----- The data -----

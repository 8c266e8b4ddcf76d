use crate::ImagingError;
use image::{DynamicImage, Rgba, RgbaImage};
use pixelforge_core::palette::Color;

/// Pixels with alpha below this are treated as transparent.
pub const ALPHA_THRESHOLD: u8 = 128;

const TRANSPARENT: Rgba<u8> = Rgba([0, 0, 0, 0]);

/// Maps `image` onto `palette` in square blocks of `block_size` pixels.
///
/// Blocks are anchored at the origin. Each block gets the palette color
/// nearest to the mean of its opaque pixels. When the image carries alpha
/// and less than half of a block is opaque, the block becomes transparent.
/// The result is a fixed point: quantizing it again yields the same image.
pub fn quantize(
    image: &DynamicImage,
    block_size: u32,
    palette: &[Color],
) -> Result<RgbaImage, ImagingError> {
    if palette.is_empty() {
        return Err(ImagingError::EmptyPalette);
    }

    let block = block_size.max(1);
    let has_alpha = image.color().has_alpha();
    let source = image.to_rgba8();
    let (width, height) = source.dimensions();
    let mut out = RgbaImage::new(width, height);

    for by in (0..height).step_by(block as usize) {
        for bx in (0..width).step_by(block as usize) {
            let bw = block.min(width - bx);
            let bh = block.min(height - by);

            let mut sum = [0u64; 3];
            let mut opaque = 0u64;
            for y in by..by + bh {
                for x in bx..bx + bw {
                    let px = source.get_pixel(x, y);
                    if has_alpha && px[3] < ALPHA_THRESHOLD {
                        continue;
                    }
                    for (acc, channel) in sum.iter_mut().zip(px.0.iter()) {
                        *acc += u64::from(*channel);
                    }
                    opaque += 1;
                }
            }

            let total = u64::from(bw) * u64::from(bh);
            let fill = if opaque == 0 || opaque * 2 < total {
                TRANSPARENT
            } else {
                let mean = sum.map(|s| ((s + opaque / 2) / opaque) as u8);
                let [r, g, b] = nearest(palette, mean).0;
                Rgba([r, g, b, 255])
            };

            for y in by..by + bh {
                for x in bx..bx + bw {
                    out.put_pixel(x, y, fill);
                }
            }
        }
    }

    Ok(out)
}

/// Closest palette entry; ties go to the earliest entry.
fn nearest(palette: &[Color], rgb: [u8; 3]) -> Color {
    let mut best = palette[0];
    let mut best_distance = best.distance_sq(rgb);
    for color in &palette[1..] {
        let distance = color.distance_sq(rgb);
        if distance < best_distance {
            best = *color;
            best_distance = distance;
        }
    }
    best
}
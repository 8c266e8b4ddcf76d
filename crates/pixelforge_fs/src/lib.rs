//! # Pixelforge FileSystem Backends
//!
//! Local filesystem implementations of the pixelforge storage ports:
//!
//! * [`FileSystemStorage`] implements [`BlobStore`], storing images and
//!   thumbnails as plain files that the server exposes under a public URL
//!   prefix.
//! * [`FileSystemRepository`] implements [`ArtifactRepository`],
//!   [`PreferencesRepository`] and [`PaletteRepository`], keeping one JSON
//!   document per record.
//!
//! ## Features
//!
//! * **Atomic Writes**: Uses temporary files and rename operations so a
//!   reader never sees a partially written image or document.
//!
//! ## Usage
//!
//! ```no_run
//! use pixelforge_fs::{FileSystemRepository, FileSystemStorage};
//!
//! let storage = FileSystemStorage::new("./pixelforge_data/assets", "http://localhost:8000/images/");
//! let repository = FileSystemRepository::new("./pixelforge_data/db");
//! ```

use pixelforge_core::prelude::*;
use bytes::Bytes;
use std::path::{Component, Path, PathBuf};
use tokio::fs;

mod repository;

pub use repository::FileSystemRepository;

pub(crate) async fn atomic_write(path: &Path, data: Bytes) -> Result<(), StorageError> {
    if let Some(parent) = path.parent() {
        fs::create_dir_all(parent).await.map_err(StorageError::Io)?;
    }

    let tmp_path = path.with_extension("tmp");

    fs::write(&tmp_path, data).await.map_err(StorageError::Io)?;
    fs::rename(&tmp_path, path)
        .await
        .map_err(StorageError::Io)?;

    Ok(())
}

/// Rejects keys that would escape the storage root.
pub(crate) fn safe_relative(key: &str) -> Result<&Path, StorageError> {
    let path = Path::new(key);
    let clean = !key.is_empty()
        && path
            .components()
            .all(|component| matches!(component, Component::Normal(_)));
    if clean {
        Ok(path)
    } else {
        Err(StorageError::NotFound(key.to_string()))
    }
}

#[derive(Clone)]
pub struct FileSystemStorage {
    root: PathBuf,
    url_prefix: String,
}

impl FileSystemStorage {
    /// `url_prefix` is prepended to keys to form public URLs, e.g.
    /// `http://localhost:8000/images/`.
    pub fn new(path: impl Into<PathBuf>, url_prefix: impl Into<String>) -> Self {
        Self {
            root: path.into(),
            url_prefix: url_prefix.into(),
        }
    }

    fn get_path(&self, key: &str) -> Result<PathBuf, StorageError> {
        Ok(self.root.join(safe_relative(key)?))
    }
}

impl BlobStore for FileSystemStorage {
    async fn write_blob(&self, key: &str, data: Bytes) -> Result<bool, StorageError> {
        let path = self.get_path(key)?;
        if path.exists() {
            return Ok(false);
        }
        atomic_write(&path, data).await?;
        Ok(true)
    }

    async fn read_file(&self, key: &str) -> Result<Bytes, StorageError> {
        let path = self.get_path(key)?;
        match fs::read(&path).await {
            Ok(data) => Ok(Bytes::from(data)),
            Err(e) if e.kind() == std::io::ErrorKind::NotFound => {
                Err(StorageError::NotFound(path.to_string_lossy().to_string()))
            }
            Err(e) => Err(StorageError::Io(e)),
        }
    }

    async fn exists(&self, key: &str) -> Result<bool, StorageError> {
        Ok(self.get_path(key)?.exists())
    }

    async fn delete_file(&self, key: &str) -> Result<(), StorageError> {
        let path = self.get_path(key)?;
        if path.exists() {
            fs::remove_file(&path).await.map_err(StorageError::Io)?;
        }
        Ok(())
    }

    fn url_prefix(&self) -> &str {
        &self.url_prefix
    }
}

-----

> _Task to carry out_
Each line above must be retyped exactly in the response.

> _Output of the exercise_
repository 8c266e8b4ddcf76d
use crate::ImagingError;
use image::{DynamicImage, Rgba, RgbaImage};
use pixelforge_core::palette::Color;

/// Pixels with alpha below this are treated as transparent.
pub const ALPHA_THRESHOLD: u8 = 128;

const TRANSPARENT: Rgba<u8> = Rgba([0, 0, 0, 0]);

/// Maps `image` onto `palette` in square blocks of `block_size` pixels.
///
/// Blocks are anchored at the origin. Each block gets the palette color
/// nearest to the mean of its opaque pixels. When the image carries alpha
/// and less than half of a block is opaque, the block becomes transparent.
/// The result is a fixed point: quantizing it again yields the same image.
pub fn quantize(
    image: &DynamicImage,
    block_size: u32,
    palette: &[Color],
) -> Result<RgbaImage, ImagingError> {
    if palette.is_empty() {
        return Err(ImagingError::EmptyPalette);
    }

    let block = block_size.max(1);
    let has_alpha = image.color().has_alpha();
    let source = image.to_rgba8();
    let (width, height) = source.dimensions();
    let mut out = RgbaImage::new(width, height);

    for by in (0..height).step_by(block as usize) {
        for bx in (0..width).step_by(block as usize) {
            let bw = block.min(width - bx);
            let bh = block.min(height - by);

            let mut sum = [0u64; 3];
            let mut opaque = 0u64;
            for y in by..by + bh {
                for x in bx..bx + bw {
                    let px = source.get_pixel(x, y);
                    if has_alpha && px[3] < ALPHA_THRESHOLD {
                        continue;
                    }
                    for (acc, channel) in sum.iter_mut().zip(px.0.iter()) {
                        *acc += u64::from(*channel);
                    }
                    opaque += 1;
                }
            }

            let total = u64::from(bw) * u64::from(bh);
            let fill = if opaque == 0 || opaque * 2 < total {
                TRANSPARENT
            } else {
                let mean = sum.map(|s| ((s + opaque / 2) / opaque) as u8);
                let [r, g, b] = nearest(palette, mean).0;
                Rgba([r, g, b, 255])
            };

            for y in by..by + bh {
                for x in bx..bx + bw {
                    out.put_pixel(x, y, fill);
                }
            }
        }
    }

    Ok(out)
}

/// Closest palette entry; ties go to the earliest entry.
fn nearest(palette: &[Color], rgb: [u8; 3]) -> Color {
    let mut best = palette[0];
    let mut best_distance = best.distance_sq(rgb);
    for color in &palette[1..] {
        let distance = color.distance_sq(rgb);
        if distance < best_distance {
            best = *color;
            best_distance = distance;
        }
    }
    best
}
repository 8c266e8b4ddcf76d
filename crates/pixelforge_fs/src/lib.rs
//! # Pixelforge FileSystem Backends
//!
//! Local filesystem implementations of the pixelforge storage ports:
//!
//! * [`FileSystemStorage`] implements [`BlobStore`], storing images and
//!   thumbnails as plain files that the server exposes under a public URL
//!   prefix.
//! * [`FileSystemRepository`] implements [`ArtifactRepository`],
//!   [`PreferencesRepository`] and [`PaletteRepository`], keeping one JSON
//!   document per record.
//!
//! ## Features
//!
//! * **Atomic Writes**: Uses temporary files and rename operations so a
//!   reader never sees a partially written image or document.
//!
//! ## Usage
//!
//! ```no_run
//! use pixelforge_fs::{FileSystemRepository, FileSystemStorage};
//!
//! let storage = FileSystemStorage::new("./pixelforge_data/assets", "http://localhost:8000/images/");
//! let repository = FileSystemRepository::new("./pixelforge_data/db");
//! ```

use pixelforge_core::prelude::*;
use bytes::Bytes;
use std::path::{Component, Path, PathBuf};
use tokio::fs;

mod repository;

pub use repository::FileSystemRepository;

pub(crate) async fn atomic_write(path: &Path, data: Bytes) -> Result<(), StorageError> {
    if let Some(parent) = path.parent() {
        fs::create_dir_all(parent).await.map_err(StorageError::Io)?;
    }

    let tmp_path = path.with_extension("tmp");

    fs::write(&tmp_path, data).await.map_err(StorageError::Io)?;
    fs::rename(&tmp_path, path)
        .await
        .map_err(StorageError::Io)?;

    Ok(())
}

/// Rejects keys that would escape the storage root.
pub(crate) fn safe_relative(key: &str) -> Result<&Path, StorageError> {
    let path = Path::new(key);
    let clean = !key.is_empty()
        && path
            .components()
            .all(|component| matches!(component, Component::Normal(_)));
    if clean {
        Ok(path)
    } else {
        Err(StorageError::NotFound(key.to_string()))
    }
}

#[derive(Clone)]
pub struct FileSystemStorage {
    root: PathBuf,
    url_prefix: String,
}

impl FileSystemStorage {
    /// `url_prefix` is prepended to keys to form public URLs, e.g.
    /// `http://localhost:8000/images/`.
    pub fn new(path: impl Into<PathBuf>, url_prefix: impl Into<String>) -> Self {
        Self {
            root: path.into(),
            url_prefix: url_prefix.into(),
        }
    }

    fn get_path(&self, key: &str) -> Result<PathBuf, StorageError> {
        Ok(self.root.join(safe_relative(key)?))
    }
}

impl BlobStore for FileSystemStorage {
    async fn write_blob(&self, key: &str, data: Bytes) -> Result<bool, StorageError> {
        let path = self.get_path(key)?;
        if path.exists() {
            return Ok(false);
        }
        atomic_write(&path, data).await?;
        Ok(true)
    }

    async fn read_file(&self, key: &str) -> Result<Bytes, StorageError> {
        let path = self.get_path(key)?;
        match fs::read(&path).await {
            Ok(data) => Ok(Bytes::from(data)),
            Err(e) if e.kind() == std::io::ErrorKind::NotFound => {
                Err(StorageError::NotFound(path.to_string_lossy().to_string()))
            }
            Err(e) => Err(StorageError::Io(e)),
        }
    }

    async fn exists(&self, key: &str) -> Result<bool, StorageError> {
        Ok(self.get_path(key)?.exists())
    }

    async fn delete_file(&self, key: &str) -> Result<(), StorageError> {
        let path = self.get_path(key)?;
        if path.exists() {
            fs::remove_file(&path).await.map_err(StorageError::Io)?;
        }
        Ok(())
    }

    fn url_prefix(&self) -> &str {
        &self.url_prefix
    }
}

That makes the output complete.